Free (unconstrained) generation gives correct answer:

lm + prompt + gen(stop='\n', max_tokens=400)  # -> " _j"

But guided (constrained) generation in this case gives wrong answer, which in theory should be impossible, given most probable token must be the same in both cases:

lm + prompt + select([' Ni\n', ' aV\n', ' Dm\n', ...  # -> " wq\n"

Note that token healing should not be involved, since the prompt ends with a valid (non-partial) token {'▁=': 353}.
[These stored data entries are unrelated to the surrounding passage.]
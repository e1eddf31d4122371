//! `[routing]` section configuration.
//!
//! When no pages are configured the router registers its built-in table.
//!
//! # Example
//!
//! ```toml
//! [routing]
//! default_page = "home"
//!
//! [routing.pages.home]
//! title = "首页 - 医学学习指南"
//! description = "医学学习指南与桥梁项目首页"
//!
//! [routing.pages.resources]
//! title = "资源中心 - 医学学习指南"
//! description = "开源医学学习资源库"
//! ```

use indexmap::IndexMap;
use serde::{Deserialize, Serialize};

use crate::config::FieldPath;

#[derive(Debug, Clone, Serialize, Deserialize)]
#[serde(default)]
pub struct RoutingConfig {
    /// Route shown for an empty fragment and used as the fallback.
    pub default_page: String,

    /// Route id → page metadata, in declaration order.
    pub pages: IndexMap<String, PageConfig>,
}

#[derive(Debug, Clone, Default, PartialEq, Eq, Serialize, Deserialize)]
#[serde(default)]
pub struct PageConfig {
    pub title: String,
    pub description: String,
}

impl RoutingConfig {
    pub const DEFAULT_PAGE: FieldPath = FieldPath::new("routing.default_page");
    pub const PAGES: FieldPath = FieldPath::new("routing.pages");

    /// Configured pages, or `None` to use the built-in table.
    pub fn configured_pages(&self) -> Option<&IndexMap<String, PageConfig>> {
        (!self.pages.is_empty()).then_some(&self.pages)
    }

    pub fn validate(&self, diag: &mut crate::config::ConfigDiagnostics) {
        if self.default_page.trim().is_empty() {
            diag.error(Self::DEFAULT_PAGE, "default page must not be empty");
        }

        // Navigation still works, but unknown routes have nowhere to go.
        if !self.pages.is_empty() && !self.pages.contains_key(&self.default_page) {
            diag.warn(
                Self::PAGES,
                format!("no page is registered for '{}'", self.default_page),
            );
        }

        for id in self.pages.keys() {
            if id.is_empty() || id.contains(['#', '/', ' ']) {
                diag.error(Self::PAGES, format!("invalid route id '{id}'"));
            }
        }
    }
}

impl Default for RoutingConfig {
    fn default() -> Self {
        Self {
            default_page: "home".into(),
            pages: IndexMap::new(),
        }
    }
}

#[cfg(test)]
mod tests {
    use crate::config::{ConfigDiagnostics, test_parse_config};

    #[test]
    fn test_pages_keep_declaration_order() {
        let config = test_parse_config(
            "[routing.pages.home]\ntitle = \"Home\"\n\
             [routing.pages.about]\ntitle = \"About\"\ndescription = \"About us\"\n\
             [routing.pages.resources]\ntitle = \"Resources\"",
        );

        let pages = config.routing.configured_pages().unwrap();
        let ids: Vec<_> = pages.keys().map(String::as_str).collect();
        assert_eq!(ids, ["home", "about", "resources"]);
        assert_eq!(pages["about"].description, "About us");
        assert_eq!(pages["resources"].description, "");
    }

    #[test]
    fn test_no_pages_means_builtin_table() {
        let config = test_parse_config("");
        assert!(config.routing.configured_pages().is_none());
        assert_eq!(config.routing.default_page, "home");
    }

    #[test]
    fn test_invalid_route_id() {
        let config = test_parse_config("[routing.pages.\"a/b\"]\ntitle = \"x\"");
        let mut diag = ConfigDiagnostics::new();
        config.routing.validate(&mut diag);
        assert!(diag.has_errors());
    }
}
Probably related issue: https://github.com/guidance-ai/guidance/issues/472

To Reproduce

import re

from guidance import gen, select, models

import torch
from transformers import LlamaTokenizer, LlamaForCausalLM

MODEL_PATH = '/home/user/work/hf-models/lmsys/vicuna-13b-v1.3'

tokenizer = LlamaTokenizer.from_pretrained(MODEL_PATH, use_fast=False)

model = LlamaForCausalLM.from_pretrained(
    MODEL_PATH,
    torch_dtype=torch.float16,
    load_in_8bit=True,
    load_in_4bit=False,
    device_map="auto",
)

lm = models.Transformers(model, tokenizer, echo=True, caching=False)
lm.echo = False

# Prompt, gt (expected output)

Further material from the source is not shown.